WHAT IS NEEDED: Locate, in the data below, the line that contains "use unusual_flow::chain::OptionType;" and the line that contains "14, 30, 0).unwrap();"; reproduce exactly those two lines and every line between them, nothing more.

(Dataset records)
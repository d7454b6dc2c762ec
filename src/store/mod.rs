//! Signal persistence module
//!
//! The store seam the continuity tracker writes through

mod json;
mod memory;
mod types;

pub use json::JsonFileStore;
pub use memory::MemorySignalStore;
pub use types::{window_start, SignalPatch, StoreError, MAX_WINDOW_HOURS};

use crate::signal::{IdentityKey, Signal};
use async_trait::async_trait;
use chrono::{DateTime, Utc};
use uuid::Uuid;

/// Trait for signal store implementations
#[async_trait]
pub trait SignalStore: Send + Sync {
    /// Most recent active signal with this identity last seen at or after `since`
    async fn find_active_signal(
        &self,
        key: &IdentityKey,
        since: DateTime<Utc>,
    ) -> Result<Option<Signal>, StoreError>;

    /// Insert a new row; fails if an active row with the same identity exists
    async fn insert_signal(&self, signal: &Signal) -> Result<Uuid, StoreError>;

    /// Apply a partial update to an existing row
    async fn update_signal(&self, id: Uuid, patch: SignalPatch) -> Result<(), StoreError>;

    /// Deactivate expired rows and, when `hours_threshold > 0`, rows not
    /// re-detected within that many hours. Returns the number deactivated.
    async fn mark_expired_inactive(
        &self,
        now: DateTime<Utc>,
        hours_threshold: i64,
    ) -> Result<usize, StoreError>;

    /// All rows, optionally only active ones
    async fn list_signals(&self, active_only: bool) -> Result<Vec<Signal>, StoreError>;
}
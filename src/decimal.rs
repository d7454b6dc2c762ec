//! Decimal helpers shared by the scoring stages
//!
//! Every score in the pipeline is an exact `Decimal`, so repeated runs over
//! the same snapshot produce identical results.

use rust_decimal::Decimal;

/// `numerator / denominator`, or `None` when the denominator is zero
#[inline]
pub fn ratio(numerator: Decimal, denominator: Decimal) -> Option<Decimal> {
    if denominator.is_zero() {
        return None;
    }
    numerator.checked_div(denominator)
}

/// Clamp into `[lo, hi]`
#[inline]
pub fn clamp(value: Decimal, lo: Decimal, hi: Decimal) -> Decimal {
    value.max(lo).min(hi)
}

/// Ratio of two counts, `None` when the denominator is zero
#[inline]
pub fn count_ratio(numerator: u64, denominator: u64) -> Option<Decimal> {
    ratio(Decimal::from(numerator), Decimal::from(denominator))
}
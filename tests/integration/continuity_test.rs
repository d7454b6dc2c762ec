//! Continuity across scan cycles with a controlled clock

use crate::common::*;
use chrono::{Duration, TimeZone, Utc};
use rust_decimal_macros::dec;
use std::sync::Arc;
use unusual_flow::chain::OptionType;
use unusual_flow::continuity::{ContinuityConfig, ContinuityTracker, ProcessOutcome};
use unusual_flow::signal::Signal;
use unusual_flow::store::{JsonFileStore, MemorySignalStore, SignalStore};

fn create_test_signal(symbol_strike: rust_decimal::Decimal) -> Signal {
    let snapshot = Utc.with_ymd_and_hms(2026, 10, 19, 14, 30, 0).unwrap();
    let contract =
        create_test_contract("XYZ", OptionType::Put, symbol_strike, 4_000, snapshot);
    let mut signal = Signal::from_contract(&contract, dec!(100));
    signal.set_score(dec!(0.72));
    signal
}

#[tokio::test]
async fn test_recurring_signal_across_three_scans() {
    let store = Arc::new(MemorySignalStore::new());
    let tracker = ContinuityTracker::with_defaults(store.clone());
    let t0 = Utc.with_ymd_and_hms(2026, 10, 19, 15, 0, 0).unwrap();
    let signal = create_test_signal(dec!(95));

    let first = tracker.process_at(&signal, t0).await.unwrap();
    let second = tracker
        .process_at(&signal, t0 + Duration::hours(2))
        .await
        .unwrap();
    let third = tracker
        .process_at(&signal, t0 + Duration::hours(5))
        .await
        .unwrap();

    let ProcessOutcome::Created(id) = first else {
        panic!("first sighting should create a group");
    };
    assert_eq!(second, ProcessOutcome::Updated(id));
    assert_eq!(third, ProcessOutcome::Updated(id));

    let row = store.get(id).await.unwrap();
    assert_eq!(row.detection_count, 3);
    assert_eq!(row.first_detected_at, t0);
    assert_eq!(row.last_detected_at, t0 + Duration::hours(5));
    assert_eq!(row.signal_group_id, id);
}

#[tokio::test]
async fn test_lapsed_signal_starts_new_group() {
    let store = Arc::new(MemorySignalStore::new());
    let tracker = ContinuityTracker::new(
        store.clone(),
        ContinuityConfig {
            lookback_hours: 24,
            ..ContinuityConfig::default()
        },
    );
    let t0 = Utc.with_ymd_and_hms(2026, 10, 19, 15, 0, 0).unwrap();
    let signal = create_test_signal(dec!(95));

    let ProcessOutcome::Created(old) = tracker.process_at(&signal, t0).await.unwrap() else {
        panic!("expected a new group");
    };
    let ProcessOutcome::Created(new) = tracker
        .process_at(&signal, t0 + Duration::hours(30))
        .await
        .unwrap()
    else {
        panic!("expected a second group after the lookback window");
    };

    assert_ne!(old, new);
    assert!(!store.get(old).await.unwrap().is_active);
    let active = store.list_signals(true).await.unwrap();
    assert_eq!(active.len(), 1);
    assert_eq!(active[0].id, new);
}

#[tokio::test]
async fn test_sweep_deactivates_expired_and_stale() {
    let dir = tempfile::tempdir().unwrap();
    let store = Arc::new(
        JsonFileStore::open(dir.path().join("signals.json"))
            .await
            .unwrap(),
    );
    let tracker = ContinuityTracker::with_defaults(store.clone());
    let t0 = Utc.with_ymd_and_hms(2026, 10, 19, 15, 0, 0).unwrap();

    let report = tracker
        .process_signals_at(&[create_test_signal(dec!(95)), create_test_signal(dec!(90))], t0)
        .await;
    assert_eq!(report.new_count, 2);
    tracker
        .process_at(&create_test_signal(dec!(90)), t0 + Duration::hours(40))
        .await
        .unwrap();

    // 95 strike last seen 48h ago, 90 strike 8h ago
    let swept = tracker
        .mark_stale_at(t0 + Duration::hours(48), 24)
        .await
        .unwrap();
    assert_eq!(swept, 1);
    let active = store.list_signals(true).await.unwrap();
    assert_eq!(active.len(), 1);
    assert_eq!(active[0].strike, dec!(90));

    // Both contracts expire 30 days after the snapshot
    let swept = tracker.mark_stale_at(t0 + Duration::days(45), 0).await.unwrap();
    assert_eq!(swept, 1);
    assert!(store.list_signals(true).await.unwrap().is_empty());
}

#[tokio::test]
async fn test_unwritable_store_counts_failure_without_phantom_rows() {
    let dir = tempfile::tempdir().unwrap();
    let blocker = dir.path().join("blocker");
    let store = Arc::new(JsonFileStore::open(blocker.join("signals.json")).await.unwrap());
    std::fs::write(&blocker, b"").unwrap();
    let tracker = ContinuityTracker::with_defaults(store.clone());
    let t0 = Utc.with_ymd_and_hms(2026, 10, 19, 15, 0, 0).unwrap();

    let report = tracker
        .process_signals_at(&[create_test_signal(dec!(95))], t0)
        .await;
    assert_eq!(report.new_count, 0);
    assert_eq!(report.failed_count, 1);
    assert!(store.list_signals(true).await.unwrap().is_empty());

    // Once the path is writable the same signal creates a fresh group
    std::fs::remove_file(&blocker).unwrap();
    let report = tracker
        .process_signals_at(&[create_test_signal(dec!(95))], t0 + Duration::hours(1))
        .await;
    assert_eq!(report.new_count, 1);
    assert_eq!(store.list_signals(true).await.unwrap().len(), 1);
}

TASK RESULT:
use unusual_flow::chain::OptionType;
use unusual_flow::continuity::{ContinuityConfig, ContinuityTracker, ProcessOutcome};
use unusual_flow::signal::Signal;
use unusual_flow::store::{JsonFileStore, MemorySignalStore, SignalStore};

fn create_test_signal(symbol_strike: rust_decimal::Decimal) -> Signal {
    let snapshot = Utc.with_ymd_and_hms(2026, 10, 19, 14, 30, 0).unwrap();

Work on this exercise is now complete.